É tão estrutural como a discriminação que existe sobre tantos outros grupos. Repare, quando se diz que a desigualdade entre países ricos e entre países pobres se vai acentuando, naturalmente que também entre homens e mulheres se vai acentuando, de acordo com aquilo que são os objetivos do sistema económico. As mulheres não são uma coisa, como costumam ser tratadas, como um grupo à parte, remetidas para o interno feminino. As mulheres são mais de 50% da população, as mulheres contribuem para o desenvolvimento do país, as mulheres, por exemplo, no quadro desta pandemia, estão na linha da frente e que ninguém venha dizer o contrário. São elas que estão nas linhas avançadas, são elas que estão na saúde, são elas que estão na educação, são elas que estão nos cuidados, são elas que estão na maior parte dos serviços que são considerados absolutamente essenciais e, no entanto, são elas que continuam a ter os salários mais baixos, são elas que continuam a ser discriminadas de uma forma absolutamente aviltante.

É isso que explica a discriminação salarial?

Claro, evidente. Aquilo que nos roubam do nosso salário não vai para o salário dos homens [trabalhadores].

Há quem entenda que haver mais mulheres em cargos de chefia ou em cargos de administração de grandes empresas permitiria esbater essa desigualdade.

Bom, se nós formos ver em algumas empresas, cujos cargos de topo são ocupados por mulheres, e se formos analisar se isso fez aumentar ou diminuir, neste caso, a discriminação salarial, por exemplo, ou as discriminações indiretas que vezam sobre as mulheres, eu acho que não há nenhuma evidência nesse sentido. Naturalmente que o MDM sempre se bateu, e bate-se, para que não haja nenhuma discriminação no acesso das mulheres, por exemplo, à carreira, como é óbvio. Mas nós não vemos a participação das mulheres apenas num âmbito de representação política, e neste caso representação política, por exemplo, na Assembleia da República ou nas autarquias, ou nas chefias das multinacionais. A nossa questão de princípio prende-se com a possibilidade, para já, de não haver nenhuma forma institucional de discriminação, como existia de proibição concreta da participação das mulheres em vários espaços da vida, mas a participação das mulheres não se esgota nisto. 

As mulheres para participarem precisam de ter condições sociais e económicas para o fazer.
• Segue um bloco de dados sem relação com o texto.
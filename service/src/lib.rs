//! Service contains the business logic of the application.
//!
//! List of available Cargo features:
#![doc = document_features::document_features!()]
#![deny(
    nonstandard_style,
    rust_2018_idioms,
    rustdoc::all,
    trivial_casts,
    trivial_numeric_casts,
    unsafe_code
)]
#![forbid(non_ascii_idents)]
#![warn(
    clippy::allow_attributes,
    clippy::allow_attributes_without_reason,
    clippy::pedantic,
    clippy::wildcard_enum_match_arm,
    deprecated_in_future,
    missing_copy_implementations,
    missing_debug_implementations,
    missing_docs,
    unreachable_pub,
    unused_crate_dependencies,
    unused_import_braces,
    unused_labels,
    unused_lifetimes,
    unused_qualifications,
    unused_results
)]

pub mod command;
pub mod directory;
pub mod domain;
pub mod infra;
pub mod query;
pub mod read;
pub mod task;

use common::operations::{By, Start};
use derive_more::{Debug, Display, Error};

#[cfg(doc)]
use infra::Database;

pub use self::{command::Command, query::Query, task::Task};

/// [`Service`] configuration.
#[derive(Clone, Debug)]
pub struct Config {
    /// [JWT] encoding key.
    ///
    /// [JWT]: https://datatracker.ietf.org/doc/html/rfc7519
    #[debug(skip)]
    pub jwt_encoding_key: jsonwebtoken::EncodingKey,

    /// [JWT] decoding key.
    ///
    /// [JWT]: https://datatracker.ietf.org/doc/html/rfc7519
    #[debug(skip)]
    pub jwt_decoding_key: jsonwebtoken::DecodingKey,

    /// Doctors directory configuration.
    pub directory: directory::Config,

    /// [`task::CleanExpiredAppointments`] configuration.
    pub clean_expired_appointments: task::clean_expired_appointments::Config,
}

/// Domain service.
#[derive(Clone, Debug)]
pub struct Service<Db> {
    /// Configuration of this [`Service`].
    config: Config,

    /// [`Database`] of this [`Service`].
    database: Db,
}

impl<Db> Service<Db> {
    /// Creates a new [`Service`] with the provided parameters.
    pub fn new(config: Config, database: Db) -> (Self, task::Background)
    where
        Self: Task<
                Start<
                    By<
                        task::CleanExpiredAppointments<Self>,
                        task::clean_expired_appointments::Config,
                    >,
                >,
                Ok = (),
                Err: Error,
            > + Clone
            + 'static,
    {
        let this = Service { config, database };

        let mut bg = task::Background::default();
        let svc = this.clone();
        bg.spawn(async move {
            svc.execute(Start(By::new(
                svc.config().clean_expired_appointments,
            )))
            .await
        });

        (this, bg)
    }

    /// Returns [`Config`] of this [`Service`].
    pub fn config(&self) -> &Config {
        &self.config
    }

    /// Returns [`Database`] of this [`Service`].
    #[must_use]
    pub fn database(&self) -> &Db {
        &self.database
    }
}

/// Shortcut for the error of starting a [`Task`].
type TaskStartError<Svc, T, Args> = <Svc as Task<Start<By<T, Args>>>>::Err;

/// Error of starting a [`Service`].
#[derive(Debug, Display, Error)]
pub enum StartupError<Svc>
where
    Svc: Task<
        Start<
            By<
                task::CleanExpiredAppointments<Svc>,
                task::clean_expired_appointments::Config,
            >,
        >,
    >,
{
    /// [`task::CleanExpiredAppointments`] failed to start.
    CleanExpiredAppointmentsTask(
        TaskStartError<
            Svc,
            task::CleanExpiredAppointments<Svc>,
            task::clean_expired_appointments::Config,
        >,
    ),
}
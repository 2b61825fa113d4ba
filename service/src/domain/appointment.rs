//! [`AppointmentRequest`] definitions.

#[cfg(doc)]
use common::DateTime;
use common::{unit, DateTimeOf};
use derive_more::{AsRef, Display, From, FromStr, Into};
#[cfg(feature = "postgres")]
use postgres_types::{FromSql, ToSql};
use serde::{Deserialize, Serialize};
use uuid::Uuid;

#[cfg(doc)]
use crate::domain::Doctor;
use crate::domain::{doctor, user};

/// Request of an appointment with a [`Doctor`].
#[derive(Clone, Debug, From)]
pub struct AppointmentRequest {
    /// ID of this [`AppointmentRequest`].
    pub id: Id,

    /// ID of the [`Doctor`] the appointment is requested with.
    pub doctor_id: doctor::Id,

    /// [`DateTime`] the appointment is requested on.
    pub requested_on: RequestDateTime,

    /// Free-form [`Notes`] for the [`Doctor`].
    pub notes: Option<Notes>,

    /// Name of the requesting patient.
    pub patient_name: user::Name,

    /// Email of the requesting patient.
    pub patient_email: user::Email,

    /// Phone of the requesting patient.
    pub patient_phone: user::Phone,

    /// Whether the patient confirmed the request details.
    ///
    /// Always `true` for persisted requests.
    pub confirmed: bool,

    /// [`DateTime`] when this [`AppointmentRequest`] was created.
    pub created_at: CreationDateTime,
}

/// ID of an [`AppointmentRequest`].
#[derive(
    Clone,
    Copy,
    Debug,
    Default,
    Deserialize,
    Display,
    Eq,
    From,
    FromStr,
    Hash,
    Into,
    PartialEq,
    Serialize,
)]
#[cfg_attr(feature = "postgres", derive(ToSql, FromSql), postgres(transparent))]
pub struct Id(Uuid);

impl Id {
    /// Creates a new random [`Id`].
    #[must_use]
    pub fn new() -> Self {
        Self(Uuid::new_v4())
    }
}

/// Free-form notes of an [`AppointmentRequest`].
#[derive(AsRef, Clone, Debug, Display, Eq, PartialEq)]
#[as_ref(str, String)]
#[cfg_attr(feature = "postgres", derive(FromSql, ToSql), postgres(transparent))]
pub struct Notes(String);

impl Notes {
    /// Creates a new [`Notes`] if the given `notes` value is valid.
    #[must_use]
    pub fn new(notes: impl Into<String>) -> Option<Self> {
        let notes = notes.into();
        Self::check(&notes).then_some(Self(notes))
    }

    /// Checks whether the given `notes` value is valid [`Notes`].
    fn check(notes: impl AsRef<str>) -> bool {
        let notes = notes.as_ref();
        !notes.is_empty() && notes.len() <= 2048
    }
}

impl FromStr for Notes {
    type Err = &'static str;

    fn from_str(s: &str) -> Result<Self, Self::Err> {
        Self::new(s).ok_or("invalid `Notes`")
    }
}

/// [`DateTime`] an appointment is requested on.
pub type RequestDateTime = DateTimeOf<(AppointmentRequest, unit::Request)>;

/// [`DateTime`] when an [`AppointmentRequest`] was created.
pub type CreationDateTime = DateTimeOf<(AppointmentRequest, unit::Creation)>;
Portanto, não nos opomos a uma ideia de que as mulheres têm que ocupar lugares de topo, desde logo na administração pública, mas o que nos preocupa é por que é que as mulheres não os ocupam. E não os ocupam porque há atrasos muito substanciais naquilo que é a capacidade das mulheres progredirem na carreira. Mas vamos lá ver, há quanto tempo é que as carreiras estão congeladas? O problema do congelamento das carreiras é um obstáculo muito sério para que as mulheres possam ocupar lugares de topo e, portanto, isto tem que entrar na esfera daquilo que é a discussão desta matéria, não pode ser um ato isolado.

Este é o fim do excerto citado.